• TASK REQUIREMENTS: The expected response is a copy of every line in the entries below that includes the word "pair".

[Stored items]
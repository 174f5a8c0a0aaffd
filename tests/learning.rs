//! Learning-loop integration tests: Monte Carlo math, trajectory replay,
//! persistence, and end-to-end convergence.

#![allow(clippy::float_cmp)]

use rand::SeedableRng;
use rand_chacha::ChaCha8Rng;

use bjlearn::{
    Action, Agent, Card, Game, GameOptions, InitialValue, Method, MonteCarloEs, Player,
    Reward, State, StateAction, StateSpace, Suit, TableError,
};

const fn card(rank: u8) -> Card {
    Card::new(Suit::Hearts, rank)
}

fn small_space() -> StateSpace {
    StateSpace::new(12..=13, 2..=3)
}

fn seeded_agent(seed: u64) -> Agent<MonteCarloEs> {
    let mut rng = ChaCha8Rng::seed_from_u64(seed);
    Agent::new(MonteCarloEs::default(), &StateSpace::default(), &mut rng)
}

#[test]
fn state_space_covers_the_cartesian_product() {
    let space = StateSpace::default();
    assert_eq!(space.len(), 18 * 10);
    assert_eq!(space.state_actions().count(), 18 * 10 * 2);

    let first = space.states().next().unwrap();
    assert_eq!(first, State::new(4, 2));
}

#[test]
fn action_and_key_text_forms_round_trip() {
    assert_eq!("hit".parse::<Action>().unwrap(), Action::Hit);
    assert_eq!("Stay".parse::<Action>().unwrap(), Action::Stay);
    assert!("double".parse::<Action>().is_err());

    let state = State::new(20, 6);
    assert_eq!(state.to_string(), "20,6");
    assert_eq!("20,6".parse::<State>().unwrap(), state);

    let state_action = StateAction::new(state, Action::Hit);
    assert_eq!(state_action.to_string(), "20,6,hit");
    assert_eq!("20,6,hit".parse::<StateAction>().unwrap(), state_action);
    assert!("20,6,double".parse::<StateAction>().is_err());
    assert!("20".parse::<State>().is_err());
}

#[test]
fn init_policy_and_action_values_cover_every_key() {
    let mut rng = ChaCha8Rng::seed_from_u64(11);
    let method = MonteCarloEs::new(InitialValue::Constant(2.5));
    let space = small_space();

    let policy = method.init_policy(&space, &mut rng);
    assert_eq!(policy.len(), space.len());
    for state in space.states() {
        policy.action(state).unwrap();
    }

    let q = method.init_action_values(&space);
    assert_eq!(q.len(), space.state_actions().count());
    for state_action in space.state_actions() {
        assert_eq!(q.value(state_action).unwrap(), 2.5);
    }
}

#[test]
fn per_key_initial_values_are_produced_per_key() {
    let method = MonteCarloEs::new(InitialValue::per_key(|sa| {
        f64::from(sa.state.player_total) + f64::from(sa.state.dealer_upcard)
    }));
    let q = method.init_action_values(&small_space());

    let key = StateAction::new(State::new(13, 2), Action::Stay);
    assert_eq!(q.value(key).unwrap(), 15.0);
}

#[test]
fn evaluate_matches_the_exact_mean_under_interleaving() {
    let method = MonteCarloEs::new(InitialValue::Constant(0.0));
    let space = small_space();
    let mut q = method.init_action_values(&space);
    let mut returns = bjlearn::ReturnStatsTable::zeroed_like(&q);

    let tracked = StateAction::new(State::new(12, 2), Action::Hit);
    let other = StateAction::new(State::new(13, 3), Action::Stay);

    let rewards = [1.0, -1.0, 1.0, 1.0, 0.0, -1.0, 1.0];
    for (i, &reward) in rewards.iter().enumerate() {
        method.evaluate(tracked, reward, &mut q, &mut returns).unwrap();
        // Unrelated keys must not disturb the tracked mean.
        method
            .evaluate(other, -(i as f64), &mut q, &mut returns)
            .unwrap();
    }

    let expected = rewards.iter().sum::<f64>() / rewards.len() as f64;
    assert!((q.value(tracked).unwrap() - expected).abs() < 1e-12);
    assert_eq!(
        returns.stats(tracked).unwrap().count,
        rewards.len() as u64
    );
}

#[test]
fn improve_is_greedy_with_hit_first_tie_break() {
    let method = MonteCarloEs::new(InitialValue::Constant(0.0));
    let space = small_space();
    let mut q = method.init_action_values(&space);
    let mut rng = ChaCha8Rng::seed_from_u64(12);
    let mut policy = method.init_policy(&space, &mut rng);

    let state = State::new(12, 2);
    q.insert(StateAction::new(state, Action::Hit), -0.25);
    q.insert(StateAction::new(state, Action::Stay), 0.75);
    method.improve(state, &mut policy, &q).unwrap();
    assert_eq!(policy.action(state).unwrap(), Action::Stay);

    // Exact tie: the first action in the enumeration order wins.
    q.insert(StateAction::new(state, Action::Hit), 0.75);
    method.improve(state, &mut policy, &q).unwrap();
    assert_eq!(policy.action(state).unwrap(), Action::Hit);
}

#[test]
fn table_misses_are_fatal_and_carry_the_key() {
    let method = MonteCarloEs::new(InitialValue::Constant(0.0));
    let space = small_space();
    let mut rng = ChaCha8Rng::seed_from_u64(13);
    let policy = method.init_policy(&space, &mut rng);
    let q = method.init_action_values(&space);

    let outside = State::new(20, 10);
    assert_eq!(
        policy.action(outside).unwrap_err(),
        TableError::UnknownState(outside)
    );

    let mut policy = policy;
    let err = method.improve(outside, &mut policy, &q).unwrap_err();
    assert_eq!(
        err,
        TableError::UnknownStateAction(StateAction::new(outside, Action::Hit))
    );
}

#[test]
fn busted_agent_stays_without_recording_a_visit() {
    let mut agent = seeded_agent(21);
    agent.hand_mut().add_card(card(10));
    agent.hand_mut().add_card(card(10));
    agent.hand_mut().add_card(card(5));
    assert_eq!(agent.total(), 25);

    // Total 25 is outside the state space, so a policy lookup would fail;
    // a busted hand must stay without consulting the policy at all.
    assert_eq!(agent.choose_action(5).unwrap(), Action::Stay);
    assert!(agent.trajectory().is_empty());
}

#[test]
fn agent_outside_state_space_reports_the_missing_state() {
    let mut rng = ChaCha8Rng::seed_from_u64(22);
    let narrow = StateSpace::new(12..=21, 2..=11);
    let mut agent = Agent::new(MonteCarloEs::default(), &narrow, &mut rng);

    agent.hand_mut().add_card(card(2));
    agent.hand_mut().add_card(card(3));

    assert_eq!(
        agent.choose_action(6).unwrap_err(),
        TableError::UnknownState(State::new(5, 6))
    );
}

#[test]
fn first_visit_rule_updates_only_the_first_occurrence() {
    let mut agent = seeded_agent(23);

    // Hand totaling 12; acting twice without drawing repeats the exact
    // state-action pair in the trajectory.
    agent.hand_mut().add_card(card(5));
    agent.hand_mut().add_card(card(7));
    let repeated_action = agent.choose_action(5).unwrap();
    assert_eq!(agent.choose_action(5).unwrap(), repeated_action);

    // A third, distinct decision at total 18.
    agent.hand_mut().add_card(card(6));
    let final_action = agent.choose_action(5).unwrap();

    let repeated = StateAction::new(State::new(12, 5), repeated_action);
    let distinct = StateAction::new(State::new(18, 5), final_action);
    assert_eq!(agent.trajectory(), [repeated, repeated, distinct]);

    agent.end_round(Reward::Win).unwrap();

    // The duplicated pair was folded in exactly once.
    let stats = agent.return_stats().stats(repeated).unwrap();
    assert_eq!(stats.count, 1);
    assert_eq!(stats.mean, 1.0);
    assert_eq!(agent.action_values().value(repeated).unwrap(), 1.0);

    let stats = agent.return_stats().stats(distinct).unwrap();
    assert_eq!(stats.count, 1);

    // Episode bookkeeping is reset unconditionally.
    assert!(agent.trajectory().is_empty());
    assert!(agent.hand().is_empty());
}

#[test]
fn end_round_clears_the_hand_even_without_updates() {
    let mut agent = seeded_agent(24);
    agent.hand_mut().add_card(card(10));
    agent.hand_mut().add_card(card(9));

    // No decisions were recorded this round.
    agent.end_round(Reward::Loss).unwrap();
    assert!(agent.hand().is_empty());
    assert!(agent.trajectory().is_empty());
}

#[test]
fn save_and_load_round_trip_the_tables_exactly() {
    let dir = tempfile::tempdir().unwrap();

    let options = GameOptions::default().with_rounds(200);
    let mut game = Game::new(options, 31, |rng| {
        vec![Agent::new(MonteCarloEs::default(), &StateSpace::default(), rng)]
    });
    game.play().unwrap();

    let trained = &game.players()[0];
    trained.save(dir.path()).unwrap();

    let mut restored = seeded_agent(99);
    assert_ne!(restored.policy(), trained.policy());
    restored.load(dir.path()).unwrap();

    assert_eq!(restored.policy(), trained.policy());
    assert_eq!(restored.action_values(), trained.action_values());
}

#[test]
fn same_seed_reproduces_the_same_game() {
    let run = |seed| {
        let options = GameOptions::default().with_rounds(500);
        let mut game = Game::new(options, seed, |rng| {
            vec![Agent::new(MonteCarloEs::default(), &StateSpace::default(), rng)]
        });
        let scoreboard = game.play().unwrap();
        let policy = game.players()[0].policy().clone();
        (scoreboard, policy)
    };

    let (first_scores, first_policy) = run(77);
    let (second_scores, second_policy) = run(77);
    assert_eq!(first_scores, second_scores);
    assert_eq!(first_policy, second_policy);

    let (_, other_policy) = run(78);
    assert_ne!(first_policy, other_policy);
}

#[test]
fn trained_policy_stays_on_twenty() {
    let options = GameOptions::default().with_rounds(20_000);
    let mut game = Game::new(options, 1234, |rng| {
        vec![Agent::new(MonteCarloEs::default(), &StateSpace::default(), rng)]
    });
    game.play().unwrap();

    // A weak regression check against known-correct basic strategy: after
    // training, the agent stays on a hard 20 whatever the dealer shows.
    let policy = game.players()[0].policy();
    for dealer_upcard in 2..=11 {
        assert_eq!(
            policy.action(State::new(20, dealer_upcard)).unwrap(),
            Action::Stay,
            "expected stay at (20,{dealer_upcard})"
        );
    }
}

• ANSWER BOX:
    // state-action pair in the trajectory.
    // The duplicated pair was folded in exactly once.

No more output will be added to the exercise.